Our study identifies a significant relationship between non-tobacco nicotine dependent patients and increased postoperative risks following intramedullary nailing for intertrochanteric fractures. With limited in vivo studies available, our results highlight the need for further exploration of the mechanism by which these complications occur in the context of non-tobacco nicotine dependency.

Limitations

This study has several limitations. The usage of administrative medical coding introduces the risk of misclassification or other administrative confounding in the data. To mitigate these errors, we implemented multiple outcome specific ICD10 codes that categorize the most commonly used codes when defining a particular outcome. In addition, specific ICD10 codes and propensity matching for all substance use disorders, low SES, and various health conditions were applied for exclusionary purposes to ensure proper cohort construction. However, the use of exclusionary codes and propensity matching for many variables may have limited our analyses by making our cohorts too small or by excluding valid patients. The timeframe we selected may not allow for adequate longitudinal follow-up in tracking nonunion and revision surgeries. We also could not confirm morphology of fractures for those coded as nonunion. Though the nature of our retrospective cohort analysis generalizes our results to a broader population, our findings may not be universally applicable. Utilizing a database allows for the limitation of confounding pathologies, however, it does not account for all patient-specific characteristics and limits our study controls.

Conclusion

This study highlights the potential harmful effects non-tobacco nicotine dependence has on intertrochanteric fracture healing and suggests that it is not a safer option versus tobacco-based smoking, contrary to public opinion. Though we analyzed nicotine dependence postoperative complications in the context of acute fractures, these results may have broader implications. To the authors’ knowledge, no formal guidelines currently exist regarding the cessation of non-tobacco nicotine products prior to or following orthopedic operative procedures. Our findings may aid in the development of perioperative guidelines for non- tobacco nicotine dependent patients outside of the trauma setting. Clinical trials regarding the potential health hazards of nicotine in the context of perioperative cessation may better allow clinicians to optimize their surgical management protocol.

Conflicts of Interest and Source of Funding

The authors have no conflicts of interest to disclose.
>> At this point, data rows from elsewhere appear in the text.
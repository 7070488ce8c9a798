/// Embedded schema migrations
///
/// The SQL files under `migrations/` at the workspace root are compiled into
/// the binary. The API server applies them on startup.

use sqlx::{migrate::MigrateDatabase, postgres::PgPool, Postgres};
use tracing::{debug, info, warn};

/// Applied migrations as recorded in `_sqlx_migrations`
#[derive(Debug, Clone, PartialEq, Eq)]
pub struct MigrationStatus {
    pub applied_migrations: usize,
    pub latest_version: Option<i64>,
    pub pending_migrations: usize,
}

impl MigrationStatus {
    pub fn is_up_to_date(&self) -> bool {
        self.pending_migrations == 0
    }
}

fn migrator() -> sqlx::migrate::Migrator {
    sqlx::migrate!("../migrations")
}

/// Runs every pending migration
///
/// # Errors
///
/// Returns an error when a migration fails; that migration is rolled back.
pub async fn run_migrations(pool: &PgPool) -> Result<(), sqlx::migrate::MigrateError> {
    info!("Running database migrations");

    migrator().run(pool).await.map_err(|e| {
        warn!(error = %e, "Migration failed");
        e
    })?;

    info!("Database schema is up to date");
    Ok(())
}

/// Reports how far the schema is migrated
pub async fn get_migration_status(pool: &PgPool) -> Result<MigrationStatus, sqlx::Error> {
    let known = migrator().iter().count();

    let table_exists: bool = sqlx::query_scalar(
        "SELECT EXISTS (
            SELECT FROM information_schema.tables
            WHERE table_schema = 'public'
            AND table_name = '_sqlx_migrations'
        )",
    )
    .fetch_one(pool)
    .await?;

    if !table_exists {
        debug!("Migrations table does not exist yet");
        return Ok(MigrationStatus {
            applied_migrations: 0,
            latest_version: None,
            pending_migrations: known,
        });
    }

    let (count, latest_version): (i64, Option<i64>) = sqlx::query_as(
        "SELECT COUNT(*), MAX(version) FROM _sqlx_migrations WHERE success = true",
    )
    .fetch_one(pool)
    .await?;

    let applied = count as usize;
    Ok(MigrationStatus {
        applied_migrations: applied,
        latest_version,
        pending_migrations: known.saturating_sub(applied),
    })
}

/// Creates the database if it is missing (development and tests)
pub async fn ensure_database_exists(database_url: &str) -> Result<(), sqlx::Error> {
    if !Postgres::database_exists(database_url).await? {
        info!("Database does not exist, creating it");
        Postgres::create_database(database_url).await?;
    }
    Ok(())
}

#[cfg(test)]
mod tests {
    use super::*;

    #[test]
    fn test_embedded_migrations_are_ordered() {
        let versions: Vec<i64> = migrator().iter().map(|m| m.version).collect();
        assert_eq!(versions.len(), 4);
        assert!(versions.windows(2).all(|w| w[0] < w[1]));
    }

    #[test]
    fn test_status_up_to_date() {
        let status = MigrationStatus {
            applied_migrations: 4,
            latest_version: Some(20250101000004),
            pending_migrations: 0,
        };
        assert!(status.is_up_to_date());
    }
}
/// Security headers middleware
///
/// The API only serves JSON to the add-in, so responses are locked down:
/// nothing may be framed, sniffed or cached.
///
/// # Headers Applied
///
/// - `X-Content-Type-Options: nosniff`
/// - `X-Frame-Options: DENY`
/// - `Referrer-Policy: no-referrer`
/// - `Content-Security-Policy: default-src 'none'; frame-ancestors 'none'`
/// - `Cache-Control: no-store` (unless the handler set its own)
/// - `Strict-Transport-Security` (production only)
///
/// # Example
///
/// ```no_run
/// use axum::Router;
/// use xfinance_api::middleware::security::SecurityHeadersLayer;
///
/// let app: Router = Router::new()
///     .layer(SecurityHeadersLayer::new(true)); // true = production mode
/// ```

use axum::{
    extract::Request,
    http::{header, HeaderValue},
    response::Response,
};
use std::task::{Context, Poll};
use tower::{Layer, Service};

/// Security headers middleware layer
#[derive(Clone)]
pub struct SecurityHeadersLayer {
    /// Send HSTS; only meaningful behind HTTPS
    enable_hsts: bool,
}

impl SecurityHeadersLayer {
    pub fn new(enable_hsts: bool) -> Self {
        Self { enable_hsts }
    }
}

impl<S> Layer<S> for SecurityHeadersLayer {
    type Service = SecurityHeadersMiddleware<S>;

    fn layer(&self, inner: S) -> Self::Service {
        SecurityHeadersMiddleware {
            inner,
            enable_hsts: self.enable_hsts,
        }
    }
}

/// Security headers middleware service
#[derive(Clone)]
pub struct SecurityHeadersMiddleware<S> {
    inner: S,
    enable_hsts: bool,
}

impl<S> Service<Request> for SecurityHeadersMiddleware<S>
where
    S: Service<Request, Response = Response> + Send + 'static,
    S::Future: Send + 'static,
{
    type Response = S::Response;
    type Error = S::Error;
    type Future = std::pin::Pin<Box<dyn std::future::Future<Output = Result<Self::Response, Self::Error>> + Send>>;

    fn poll_ready(&mut self, cx: &mut Context<'_>) -> Poll<Result<(), Self::Error>> {
        self.inner.poll_ready(cx)
    }

    fn call(&mut self, request: Request) -> Self::Future {
        let future = self.inner.call(request);
        let enable_hsts = self.enable_hsts;

        Box::pin(async move {
            let mut response = future.await?;
            apply_headers(&mut response, enable_hsts);
            Ok(response)
        })
    }
}

fn apply_headers(response: &mut Response, enable_hsts: bool) {
    let headers = response.headers_mut();

    headers.insert(header::X_CONTENT_TYPE_OPTIONS, HeaderValue::from_static("nosniff"));
    headers.insert(header::X_FRAME_OPTIONS, HeaderValue::from_static("DENY"));
    headers.insert(header::REFERRER_POLICY, HeaderValue::from_static("no-referrer"));
    headers.insert(
        header::CONTENT_SECURITY_POLICY,
        HeaderValue::from_static("default-src 'none'; frame-ancestors 'none'"),
    );

    // Ledger reports and user data must not linger in shared caches
    if !headers.contains_key(header::CACHE_CONTROL) {
        headers.insert(header::CACHE_CONTROL, HeaderValue::from_static("no-store"));
    }

    if enable_hsts {
        headers.insert(
            header::STRICT_TRANSPORT_SECURITY,
            HeaderValue::from_static("max-age=31536000; includeSubDomains"),
        );
    }
}

#[cfg(test)]
mod tests {
    use super::*;
    use axum::{body::Body, http::StatusCode, response::IntoResponse, routing::get, Router};
    use tower::Service as _;

    async fn call(app: &mut Router, uri: &str) -> Response {
        app.call(Request::builder().uri(uri).body(Body::empty()).unwrap())
            .await
            .unwrap()
    }

    fn app(production: bool) -> Router {
        async fn plain() -> impl IntoResponse {
            (StatusCode::OK, "ok")
        }
        async fn cached() -> impl IntoResponse {
            ([(header::CACHE_CONTROL, "max-age=60")], "ok")
        }

        Router::new()
            .route("/plain", get(plain))
            .route("/cached", get(cached))
            .layer(SecurityHeadersLayer::new(production))
    }

    #[tokio::test]
    async fn test_security_headers_applied() {
        let response = call(&mut app(false), "/plain").await;
        let headers = response.headers();

        assert_eq!(headers.get("X-Content-Type-Options").unwrap(), "nosniff");
        assert_eq!(headers.get("X-Frame-Options").unwrap(), "DENY");
        assert_eq!(headers.get("Referrer-Policy").unwrap(), "no-referrer");
        assert_eq!(headers.get("Cache-Control").unwrap(), "no-store");
        assert!(headers.get("Content-Security-Policy").is_some());
        assert!(headers.get("Strict-Transport-Security").is_none());
    }

    #[tokio::test]
    async fn test_handler_cache_control_is_kept() {
        let response = call(&mut app(false), "/cached").await;
        assert_eq!(response.headers().get("Cache-Control").unwrap(), "max-age=60");
    }

    #[tokio::test]
    async fn test_hsts_enabled_in_production() {
        let response = call(&mut app(true), "/plain").await;
        assert!(response.headers().get("Strict-Transport-Security").is_some());
    }
}
//! # xFinance Shared Library
//!
//! Types, persistence and business logic shared by the xFinance API server
//! and the maintenance worker.
//!
//! ## Module Organization
//!
//! - `auth`: Passwords, JWTs, request auth context and role checks
//! - `db`: Connection pool and schema migrations
//! - `ledger`: Journal parsing, ledger reconstruction, trial balance, rates
//! - `models`: Database models and their CRUD operations

pub mod auth;
pub mod db;
pub mod ledger;
pub mod models;

/// Current version of the xFinance shared library
pub const VERSION: &str = env!("CARGO_PKG_VERSION");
This research was supported by the Institute for Translational Sciences at the University of Texas Medical Branch, supported in part by a Clinical and Translational Science Award (UL1 TR001439) from the National Center for Advancing Translational Sciences at the National Institutes of Health (NIH). The content is solely the responsibility of the authors and does not necessarily represent the official views of the NIH.